Data records section start
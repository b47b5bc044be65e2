//! Authentication error types.

use thiserror::Error;

use crate::api::ApiError;
use crate::storage::StorageError;

/// Errors that can occur during login, registration and session checks.
#[derive(Debug, Error)]
pub enum AuthError {
    /// Invalid email format.
    #[error("invalid email: {0}")]
    InvalidEmail(#[from] newtab_core::EmailError),

    /// Invalid credentials (wrong password or user not found).
    #[error("invalid credentials")]
    InvalidCredentials,

    /// User already exists.
    #[error("user already exists")]
    UserAlreadyExists,

    /// The backend accepted the credentials but issued an empty token.
    #[error("backend issued an empty session token")]
    EmptyToken,

    /// Backend API error.
    #[error("api error: {0}")]
    Api(#[from] ApiError),

    /// Client storage error.
    #[error("storage error: {0}")]
    Storage(#[from] StorageError),
}
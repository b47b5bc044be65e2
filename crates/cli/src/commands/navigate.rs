//! Navigation commands.

use newtab_client::{ClientConfig, Navigation};
use newtab_core::Route;
use tracing::{info, warn};

use super::open;

/// Resolve a navigation to `path` through the staging gate and route guard.
///
/// # Errors
///
/// Returns an error if the path names no page or the state cannot be opened.
pub async fn navigate(config: &ClientConfig, path: &str) -> Result<(), Box<dyn std::error::Error>> {
    let requested = Route::from_path(path)?;
    let mut state = open(config)?;

    let navigation = state.navigate(requested).await;
    let rendered = navigation.destination(requested);
    match navigation {
        Navigation::Allow => info!(route = %rendered, "Allowed"),
        Navigation::Redirect(_) => warn!(route = %requested, redirect = %rendered, "Redirected"),
    }
    Ok(())
}

/// Unlock a staging deployment.
///
/// # Errors
///
/// Returns an error if staging mode is off or the password is wrong.
pub fn staging_login(config: &ClientConfig, password: &str) -> Result<(), Box<dyn std::error::Error>> {
    let state = open(config)?;
    state.staging().login(password)?;
    info!("Staging access granted");
    Ok(())
}
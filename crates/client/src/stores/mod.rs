//! Client-side state containers.
//!
//! Each store owns one slice of application state and is the only place that
//! mutates it. Stores are plain structs passed by reference; the
//! [`AppState`](crate::AppState) bundles them for the route guard.

mod session;
mod settings;
mod user;

pub use session::{Session, SessionStore};
pub use settings::{SettingsError, SettingsStore};
pub use user::{UserError, UserStore};
//! User domain types.
//!
//! Two sources describe a user: the identity provider (names, verified email
//! addresses) and the newtab backend (the persisted user record). The
//! [`UserProfile`] combines both.

use serde::{Deserialize, Serialize};

use crate::types::{Email, Plan, UserId};

/// Backend user record, as returned by `GET /user/{id}` and `POST /create_user`.
#[derive(Debug, Clone, PartialEq, Eq, Serialize, Deserialize)]
pub struct UserRecord {
    /// External identity provider subject id.
    pub id: UserId,
    /// Email address stored by the backend.
    pub email: Email,
}

/// Body of `POST /create_user`.
#[derive(Debug, Clone, PartialEq, Eq, Serialize, Deserialize)]
pub struct CreateUserRequest {
    pub user_id: UserId,
    pub email: Email,
}

/// The signed-in identity as reported by the identity provider.
#[derive(Debug, Clone, PartialEq, Eq, Serialize, Deserialize)]
pub struct IdentityUser {
    /// Stable, unique subject id.
    pub id: UserId,
    pub first_name: Option<String>,
    pub last_name: Option<String>,
    /// Email addresses in provider order; the first one is primary.
    #[serde(default)]
    pub email_addresses: Vec<Email>,
}

impl IdentityUser {
    /// The primary (first) email address, if the identity has any.
    #[must_use]
    pub fn primary_email(&self) -> Option<&Email> {
        self.email_addresses.first()
    }
}

/// User payload of the session-based `GET /user/me` endpoint.
#[derive(Debug, Clone, PartialEq, Eq, Serialize, Deserialize)]
pub struct CurrentUser {
    pub id: UserId,
    pub email: Email,
    #[serde(default)]
    pub first_name: Option<String>,
    #[serde(default)]
    pub last_name: Option<String>,
}

/// Envelope of `GET /user/me`: `{"user": {...}}`.
#[derive(Debug, Clone, PartialEq, Eq, Serialize, Deserialize)]
pub struct CurrentUserResponse {
    pub user: CurrentUser,
}

impl From<CurrentUser> for IdentityUser {
    fn from(user: CurrentUser) -> Self {
        Self {
            id: user.id,
            first_name: user.first_name,
            last_name: user.last_name,
            email_addresses: vec![user.email],
        }
    }
}

/// Response of the landing-page auth endpoints (`/api/auth/login`, `/api/auth/register`).
#[derive(Debug, Clone, PartialEq, Eq, Serialize, Deserialize)]
pub struct AuthResponse {
    pub token: String,
    pub user: UserRecord,
}

/// A quick-link shown on the new tab page.
#[derive(Debug, Clone, PartialEq, Eq, Serialize, Deserialize)]
pub struct Link {
    pub title: String,
    pub url: String,
}

/// Profile state held by the user store.
///
/// Every field starts empty; `user_id` is only populated by a completed
/// fetch-or-create round trip.
#[derive(Debug, Clone, Default, PartialEq, Eq, Serialize, Deserialize)]
pub struct UserProfile {
    pub user_id: Option<UserId>,
    pub first_name: Option<String>,
    pub last_name: Option<String>,
    pub email: Option<Email>,
    pub plan: Option<Plan>,
}

impl UserProfile {
    /// Display name built from the identity provider's first and last name.
    #[must_use]
    pub fn display_name(&self) -> Option<String> {
        match (self.first_name.as_deref(), self.last_name.as_deref()) {
            (Some(first), Some(last)) => Some(format!("{first} {last}")),
            (Some(name), None) | (None, Some(name)) => Some(name.to_owned()),
            (None, None) => None,
        }
    }
}

#[cfg(test)]
#[allow(clippy::unwrap_used)]
mod tests {
    use super::*;

    #[test]
    fn test_current_user_response_parses_minimal_body() {
        let body = r#"{"user":{"id":"u_1","email":"a@b.com"}}"#;
        let parsed: CurrentUserResponse = serde_json::from_str(body).unwrap();
        assert_eq!(parsed.user.id.as_str(), "u_1");
        assert!(parsed.user.first_name.is_none());
    }

    #[test]
    fn test_identity_from_current_user_uses_email_as_primary() {
        let identity = IdentityUser::from(CurrentUser {
            id: UserId::new("u_1"),
            email: Email::parse("a@b.com").unwrap(),
            first_name: Some("Ada".to_string()),
            last_name: None,
        });
        assert_eq!(identity.primary_email().unwrap().as_str(), "a@b.com");
    }

    #[test]
    fn test_create_user_request_wire_shape() {
        let request = CreateUserRequest {
            user_id: UserId::new("u_1"),
            email: Email::parse("a@b.com").unwrap(),
        };
        assert_eq!(
            serde_json::to_value(&request).unwrap(),
            serde_json::json!({"user_id": "u_1", "email": "a@b.com"})
        );
    }

    #[test]
    fn test_display_name() {
        let mut profile = UserProfile::default();
        assert_eq!(profile.display_name(), None);
        profile.first_name = Some("Ada".to_string());
        assert_eq!(profile.display_name().as_deref(), Some("Ada"));
        profile.last_name = Some("Lovelace".to_string());
        assert_eq!(profile.display_name().as_deref(), Some("Ada Lovelace"));
    }
}
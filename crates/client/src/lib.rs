//! newtab Client - session bootstrap, stores and route guard.
//!
//! This crate holds the client-side logic of the newtab product, independent
//! of any UI layer:
//!
//! - Session, user profile and settings stores ([`stores`])
//! - The route guard that gates pages behind authentication ([`guard`])
//! - The staging deployment gate ([`staging`])
//! - A thin backend API client with bearer-token injection ([`api`])
//! - The identity provider seam ([`identity`])
//! - Landing page auth, plan lookups and search suggestions ([`services`])
//!
//! # Control flow
//!
//! ```text
//! navigation -> staging gate -> route guard -> session check
//!            -> user profile (fetch-or-create) -> settings -> allow | redirect
//! ```
//!
//! # Example
//!
//! ```rust,ignore
//! let config = ClientConfig::from_env()?;
//! let mut state = AppState::from_config(&config)?;
//! match state.navigate(Route::Settings).await {
//!     Navigation::Allow => render(Route::Settings),
//!     Navigation::Redirect(route) => render(route),
//! }
//! ```

#![cfg_attr(not(test), forbid(unsafe_code))]

pub mod api;
pub mod config;
pub mod guard;
pub mod identity;
pub mod services;
pub mod staging;
pub mod state;
pub mod storage;
pub mod stores;

#[cfg(test)]
mod testing;

pub use api::{ApiClient, ApiError, ReqwestTransport, Transport};
pub use config::{ClientConfig, ConfigError};
pub use guard::{GuardState, Navigation};
pub use identity::{BackendIdentity, IdentityProvider};
pub use services::auth::{AuthError, AuthService, Credentials};
pub use state::{AppState, StateError};
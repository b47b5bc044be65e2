//! Subscription plan lookups.
//!
//! Plans change rarely, so records are cached per plan id (5-minute TTL).

use std::time::Duration;

use moka::future::Cache;
use newtab_core::{Plan, PlanId};
use tracing::{debug, instrument};

use crate::api::{ApiClient, ApiError, Transport};

/// Cached access to `GET /plan/{planId}`.
#[derive(Clone)]
pub struct PlanCache {
    cache: Cache<PlanId, Plan>,
}

impl Default for PlanCache {
    fn default() -> Self {
        Self::new()
    }
}

impl PlanCache {
    #[must_use]
    pub fn new() -> Self {
        let cache = Cache::builder()
            .max_capacity(64)
            .time_to_live(Duration::from_secs(300)) // 5 minutes
            .build();
        Self { cache }
    }

    /// Return the plan from cache, fetching it on a miss.
    ///
    /// # Errors
    ///
    /// Returns error if the plan has to be fetched and the request fails.
    #[instrument(skip(self, api))]
    pub async fn get<T: Transport>(
        &self,
        api: &ApiClient<T>,
        plan_id: &PlanId,
    ) -> Result<Plan, ApiError> {
        if let Some(plan) = self.cache.get(plan_id).await {
            debug!("plan cache hit");
            return Ok(plan);
        }

        let plan = api.get_plan(plan_id).await?;
        self.cache.insert(plan_id.clone(), plan.clone()).await;
        Ok(plan)
    }
}
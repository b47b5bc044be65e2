//! Test doubles shared by the unit tests.

use std::collections::VecDeque;
use std::sync::{Mutex, PoisonError};

use async_trait::async_trait;
use newtab_core::IdentityUser;
use reqwest::StatusCode;
use secrecy::SecretString;

use crate::api::{ApiError, ApiRequest, ApiResponse, Transport};
use crate::identity::IdentityProvider;
use crate::services::auth::AuthError;

/// A [`Transport`] that replays queued responses in order and records every request.
///
/// Requests beyond the queued responses get a 599 response so tests fail loudly.
#[derive(Default)]
pub struct ScriptedTransport {
    responses: Mutex<VecDeque<ApiResponse>>,
    calls: Mutex<Vec<ApiRequest>>,
}

impl ScriptedTransport {
    pub fn new() -> Self {
        Self::default()
    }

    pub fn push(&self, status: StatusCode, body: &str) {
        self.responses
            .lock()
            .unwrap_or_else(PoisonError::into_inner)
            .push_back(ApiResponse::new(status, body));
    }

    pub fn calls(&self) -> Vec<ApiRequest> {
        self.calls
            .lock()
            .unwrap_or_else(PoisonError::into_inner)
            .clone()
    }

    pub fn paths(&self) -> Vec<String> {
        self.calls().into_iter().map(|call| call.path).collect()
    }
}

#[async_trait]
impl Transport for ScriptedTransport {
    async fn send(&self, request: ApiRequest) -> Result<ApiResponse, ApiError> {
        self.calls
            .lock()
            .unwrap_or_else(PoisonError::into_inner)
            .push(request);
        let next = self
            .responses
            .lock()
            .unwrap_or_else(PoisonError::into_inner)
            .pop_front();
        Ok(next.unwrap_or_else(|| {
            ApiResponse::new(StatusCode::from_u16(599).unwrap_or(StatusCode::IM_A_TEAPOT), "")
        }))
    }
}

/// An [`IdentityProvider`] that always reports the same identity.
pub struct StaticIdentity(pub Option<IdentityUser>);

#[async_trait]
impl IdentityProvider for StaticIdentity {
    async fn load(&self, _token: &SecretString) -> Result<Option<IdentityUser>, AuthError> {
        Ok(self.0.clone())
    }
}
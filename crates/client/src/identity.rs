//! Identity provider.
//!
//! The identity provider owns the signed-in person (subject id, names, email
//! addresses), independent of the newtab backend's user record. The route
//! guard asks it who holds the current session token.

use async_trait::async_trait;
use newtab_core::IdentityUser;
use secrecy::SecretString;
use tracing::{instrument, warn};

use crate::api::{ApiClient, ReqwestTransport, Transport};
use crate::services::auth::AuthError;

/// Resolves a session token to the signed-in identity.
#[async_trait]
pub trait IdentityProvider: Send + Sync {
    /// The identity bound to `token`, or `None` if the token is not (or no
    /// longer) signed in.
    ///
    /// # Errors
    ///
    /// Returns error if the provider cannot be reached or answers garbage.
    async fn load(&self, token: &SecretString) -> Result<Option<IdentityUser>, AuthError>;
}

/// Identity provider backed by the session-based `GET /user/me` endpoint.
pub struct BackendIdentity<T: Transport = ReqwestTransport> {
    api: ApiClient<T>,
}

impl<T: Transport> BackendIdentity<T> {
    #[must_use]
    pub const fn new(api: ApiClient<T>) -> Self {
        Self { api }
    }
}

#[async_trait]
impl<T: Transport> IdentityProvider for BackendIdentity<T> {
    #[instrument(skip_all)]
    async fn load(&self, token: &SecretString) -> Result<Option<IdentityUser>, AuthError> {
        let response = self.api.with_token(token.clone()).current_user().await?;

        if !response.status.is_success() {
            warn!(status = %response.status, "session rejected by backend");
            return Ok(None);
        }

        let current = ApiClient::<T>::decode_current_user(&response)?;
        Ok(Some(current.user.into()))
    }
}

#[cfg(test)]
#[allow(clippy::unwrap_used)]
mod tests {
    use reqwest::StatusCode;
    use secrecy::ExposeSecret;

    use super::*;
    use crate::testing::ScriptedTransport;

    #[tokio::test]
    async fn test_load_current_user() {
        let transport = ScriptedTransport::new();
        transport.push(
            StatusCode::OK,
            r#"{"user":{"id":"u_1","email":"a@b.com","first_name":"Ada"}}"#,
        );
        let provider = BackendIdentity::new(ApiClient::new(transport));

        let identity = provider
            .load(&SecretString::from("tok_1"))
            .await
            .unwrap()
            .unwrap();

        assert_eq!(identity.id.as_str(), "u_1");
        assert_eq!(identity.first_name.as_deref(), Some("Ada"));
        let calls = provider.api.transport().calls();
        assert_eq!(calls[0].path, "/user/me");
        assert_eq!(
            calls[0].bearer.as_ref().map(|t| t.expose_secret().to_string()),
            Some("tok_1".to_string())
        );
    }

    #[tokio::test]
    async fn test_non_200_means_signed_out() {
        let transport = ScriptedTransport::new();
        transport.push(StatusCode::UNAUTHORIZED, "");
        let provider = BackendIdentity::new(ApiClient::new(transport));

        let identity = provider.load(&SecretString::from("stale")).await.unwrap();

        assert!(identity.is_none());
    }
}
//! Landing page authentication.
//!
//! Password login and registration against the backend's `/api/auth/*`
//! endpoints, and the client application URL visitors are sent to once they
//! hold a token.

mod error;

use newtab_core::{AuthResponse, Email, api};
use reqwest::StatusCode;
use secrecy::{ExposeSecret, SecretString};
use tracing::{info, instrument, warn};
use url::Url;

use crate::api::{ApiClient, ApiError, ReqwestTransport, Transport};

pub use error::AuthError;

/// Email and password entered on the login or signup form.
///
/// Implements `Debug` manually to redact the password.
#[derive(Clone)]
pub struct Credentials {
    pub email: Email,
    pub password: SecretString,
}

impl Credentials {
    /// Build credentials from raw form input.
    ///
    /// # Errors
    ///
    /// Returns [`AuthError::InvalidEmail`] if the email is malformed.
    pub fn new(email: &str, password: impl Into<String>) -> Result<Self, AuthError> {
        Ok(Self {
            email: Email::parse(email.trim())?,
            password: SecretString::from(password.into()),
        })
    }
}

impl std::fmt::Debug for Credentials {
    fn fmt(&self, f: &mut std::fmt::Formatter<'_>) -> std::fmt::Result {
        f.debug_struct("Credentials")
            .field("email", &self.email)
            .field("password", &"[REDACTED]")
            .finish()
    }
}

/// Password authentication against the landing page auth API.
pub struct AuthService<T: Transport = ReqwestTransport> {
    api: ApiClient<T>,
    app_url: Url,
}

impl<T: Transport> AuthService<T> {
    #[must_use]
    pub const fn new(api: ApiClient<T>, app_url: Url) -> Self {
        Self { api, app_url }
    }

    /// Log in with email and password.
    ///
    /// # Errors
    ///
    /// Returns [`AuthError::InvalidCredentials`] on 400/401/403/404, or an API
    /// error for any other failure.
    #[instrument(skip(self, credentials), fields(email = %credentials.email))]
    pub async fn login(&self, credentials: &Credentials) -> Result<AuthResponse, AuthError> {
        let response = self
            .api
            .password_auth(
                api::AUTH_LOGIN,
                &credentials.email,
                credentials.password.expose_secret(),
            )
            .await?;

        match response.status {
            status if status.is_success() => {
                let auth = ApiClient::<T>::decode_auth(&response)?;
                info!(user_id = %auth.user.id, "login succeeded");
                Ok(auth)
            }
            StatusCode::BAD_REQUEST
            | StatusCode::UNAUTHORIZED
            | StatusCode::FORBIDDEN
            | StatusCode::NOT_FOUND => {
                warn!(status = %response.status, "login rejected");
                Err(AuthError::InvalidCredentials)
            }
            _ => Err(AuthError::Api(ApiError::Status {
                status: response.status,
                message: response.body,
            })),
        }
    }

    /// Register a new account with email and password.
    ///
    /// # Errors
    ///
    /// Returns [`AuthError::UserAlreadyExists`] on 409, or an API error for any
    /// other failure.
    #[instrument(skip(self, credentials), fields(email = %credentials.email))]
    pub async fn register(&self, credentials: &Credentials) -> Result<AuthResponse, AuthError> {
        let response = self
            .api
            .password_auth(
                api::AUTH_REGISTER,
                &credentials.email,
                credentials.password.expose_secret(),
            )
            .await?;

        match response.status {
            status if status.is_success() => {
                let auth = ApiClient::<T>::decode_auth(&response)?;
                info!(user_id = %auth.user.id, "registration succeeded");
                Ok(auth)
            }
            StatusCode::CONFLICT => Err(AuthError::UserAlreadyExists),
            _ => Err(AuthError::Api(ApiError::Status {
                status: response.status,
                message: response.body,
            })),
        }
    }

    /// The client application URL, where a freshly authenticated visitor is sent.
    #[must_use]
    pub const fn app_url(&self) -> &Url {
        &self.app_url
    }
}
Data records section end
**Task requirements**
The first line of the records begins the span, and the line containing "pub async fn navigate(config: &ClientConfig, path: &str)" ends it. Reproduce that span exactly, both ends included.

**Final answer**
repository b47b5bc044be65e2
//! Authentication error types.

use thiserror::Error;

use crate::api::ApiError;
use crate::storage::StorageError;

/// Errors that can occur during login, registration and session checks.
#[derive(Debug, Error)]
pub enum AuthError {
    /// Invalid email format.
    #[error("invalid email: {0}")]
    InvalidEmail(#[from] newtab_core::EmailError),

    /// Invalid credentials (wrong password or user not found).
    #[error("invalid credentials")]
    InvalidCredentials,

    /// User already exists.
    #[error("user already exists")]
    UserAlreadyExists,

    /// The backend accepted the credentials but issued an empty token.
    #[error("backend issued an empty session token")]
    EmptyToken,

    /// Backend API error.
    #[error("api error: {0}")]
    Api(#[from] ApiError),

    /// Client storage error.
    #[error("storage error: {0}")]
    Storage(#[from] StorageError),
}
repository b47b5bc044be65e2
filename crates/cli/src/commands/navigate.rs
//! Navigation commands.

use newtab_client::{ClientConfig, Navigation};
use newtab_core::Route;
use tracing::{info, warn};

use super::open;

/// Resolve a navigation to `path` through the staging gate and route guard.
///
/// # Errors
///
/// Returns an error if the path names no page or the state cannot be opened.
pub async fn navigate(config: &ClientConfig, path: &str) -> Result<(), Box<dyn std::error::Error>> {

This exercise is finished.